Previous studies have investigated the developmental differences of semantic processing regarding brain activation between adults and children. However, it is little known whether the patterns of structural connectivity and effective connectivity differ between adults and children during semantic processing. Functional magnetic resonance imaging (fMRI), diffusion spectrum imaging (DSI), and dynamic causal modelling (DCM) were used to study the developmental differences of brain activation, structural connectivity, and effective connectivity during semantic judgments.
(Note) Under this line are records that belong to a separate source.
use std::sync::Arc;

extern crate metrics as metrics_rs;
use metrics_rs::{Counter, CounterFn, Gauge, GaugeFn, Histogram, HistogramFn, Key, KeyName, Metadata, Recorder, SharedString, Unit};

#[derive(Clone, Debug)]
struct TracingHandle(Key);

impl CounterFn for TracingHandle {
    fn increment(&self, value: u64) {
        tracing::trace!(metric = %self.0, kind = "counter.increment", value);
    }

    fn absolute(&self, value: u64) {
        tracing::trace!(metric = %self.0, kind = "counter.absolute", value);
    }
}

impl GaugeFn for TracingHandle {
    fn increment(&self, value: f64) {
        tracing::trace!(metric = %self.0, kind = "gauge.increment", value);
    }

    fn decrement(&self, value: f64) {
        tracing::trace!(metric = %self.0, kind = "gauge.decrement", value);
    }

    fn set(&self, value: f64) {
        tracing::trace!(metric = %self.0, kind = "gauge.set", value);
    }
}

impl HistogramFn for TracingHandle {
    fn record(&self, value: f64) {
        tracing::trace!(metric = %self.0, kind = "histogram.record", value);
    }
}

/// A [`Recorder`] that emits every metric event as a `tracing` event rather than to a real
/// metrics backend (StatsD, Prometheus, ...). Good enough for local runs and tests; production
/// deployments install a real exporter via `metrics::set_global_recorder` before this one.
#[derive(Debug)]
pub struct TracingRecorder;

impl Recorder for TracingRecorder {
    fn describe_counter(&self, key_name: KeyName, unit: Option<Unit>, description: SharedString) {
        tracing::debug!(metric = key_name.as_str(), ?unit, %description, "registered counter");
    }

    fn describe_gauge(&self, key_name: KeyName, unit: Option<Unit>, description: SharedString) {
        tracing::debug!(metric = key_name.as_str(), ?unit, %description, "registered gauge");
    }

    fn describe_histogram(&self, key_name: KeyName, unit: Option<Unit>, description: SharedString) {
        tracing::debug!(metric = key_name.as_str(), ?unit, %description, "registered histogram");
    }

    fn register_counter(&self, key: &Key, _metadata: &Metadata<'_>) -> Counter {
        Counter::from_arc(Arc::new(TracingHandle(key.clone())))
    }

    fn register_gauge(&self, key: &Key, _metadata: &Metadata<'_>) -> Gauge {
        Gauge::from_arc(Arc::new(TracingHandle(key.clone())))
    }

    fn register_histogram(&self, key: &Key, _metadata: &Metadata<'_>) -> Histogram {
        Histogram::from_arc(Arc::new(TracingHandle(key.clone())))
    }
}
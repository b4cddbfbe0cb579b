use chrono::NaiveDate;
use ims_instrument::{aggregation_unit::AggregationUnitId, security::SecurityId};
use ims_rules::CalculationType;
use serde::{Deserialize, Serialize};

/// Identifies one `InventoryAvailability` record (§3): a security's availability for a given
/// aggregation unit, business date, and calculation type.
#[derive(Debug, Copy, Clone, Eq, PartialEq, Ord, PartialOrd, Hash, Deserialize, Serialize)]
pub struct InventoryKey {
    pub security: SecurityId,
    pub aggregation_unit: AggregationUnitId,
    pub business_date: NaiveDate,
    pub calculation_type: CalculationType,
}

impl InventoryKey {
    pub fn new(
        security: SecurityId,
        aggregation_unit: AggregationUnitId,
        business_date: NaiveDate,
        calculation_type: CalculationType,
    ) -> Self {
        Self {
            security,
            aggregation_unit,
            business_date,
            calculation_type,
        }
    }
}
Twenty-six children (8- to 12-year-olds) and twenty-six adults were asked to indicate if character pairs were related in meaning. Compared to children, adults showed greater activation in the left ventral inferior frontal gyrus (IFG) and left middle temporal gyrus (MTG). In addition, adults had significantly greater structural connectivity in the left ventral pathway (inferior frontal occipital fasciculus, IFOF) than children. Moreover, adults showed significantly stronger bottom-up effect from left fusiform gyrus (FG) to ventral IFG than children in the related condition. In conclusion, our findings suggest that age-related increases in brain activation (ventral IFG and MTG), structural connectivity (IFOF), and effective connectivity (from FG to ventral IFG) might be associated with the bottom-up influence of orthographic representations on retrieving semantic representations for processing Chinese characters.

Details

Title
Developmental Differences of Structural Connectivity and Effective Connectivity in Semantic Judgments of Chinese Characters
Author
Fan, Li-Ying; Lo, Yu-Chun; Hsu, Yung-Chin; Chen, Yu-Jen; Tseng, Wen-Yih Isaac; Chou, Tai-Li
Section
Original Research ARTICLE
Publication year
2020
Publication date
Jun 30, 2020
Publisher
Frontiers Research Foundation
e-ISSN
16625161
Source type
Scholarly Journal
Language of publication
English
ProQuest document ID
2418896337
Copyright
© 2020. This work is licensed under http://creativecommons.org/licenses/by/4.0/ (the “License”). Notwithstanding the ProQuest Terms and Conditions, you may use this content in accordance with the terms of the License.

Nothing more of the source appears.